→ TASK DETAILS:
Check the entries below and say how many lines include the word "accepts". No other text is wanted.

Saved entries:
use std::sync::Arc;

use dashmap::DashMap;
use mino_core::helpers::pagination::page_count;
use teloxide::types::ChatId;

use super::dto::{ListKind, PaginationState};

/// Per-chat pagination state. Lives in memory only; a restart simply makes
/// open inline menus report that the list expired.
#[derive(Clone, Default)]
pub struct SessionStore {
    inner: Arc<DashMap<ChatId, PaginationState>>,
}

impl SessionStore {
    pub fn new() -> Self {
        Self::default()
    }

    pub fn set(&self, chat_id: ChatId, state: PaginationState) {
        self.inner.insert(chat_id, state);
    }

    #[cfg(test)]
    pub fn get(&self, chat_id: ChatId) -> Option<PaginationState> {
        self.inner.get(&chat_id).map(|entry| entry.clone())
    }

    /// Moves the chat's stored list to `page`, clamped to the last page.
    /// Returns `None` when there is no list or `accepts` rejects its kind.
    pub fn turn_page(
        &self,
        chat_id: ChatId,
        page: usize,
        accepts: impl Fn(&ListKind) -> bool,
    ) -> Option<PaginationState> {
        let mut entry = self.inner.get_mut(&chat_id)?;
        if !accepts(&entry.kind) {
            return None;
        }
        entry.page = page.min(page_count(entry.items.len()) - 1);
        Some(entry.clone())
    }

    pub fn clear(&self, chat_id: ChatId) {
        self.inner.remove(&chat_id);
    }
}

→ ANSWER FOR THE TASK:
3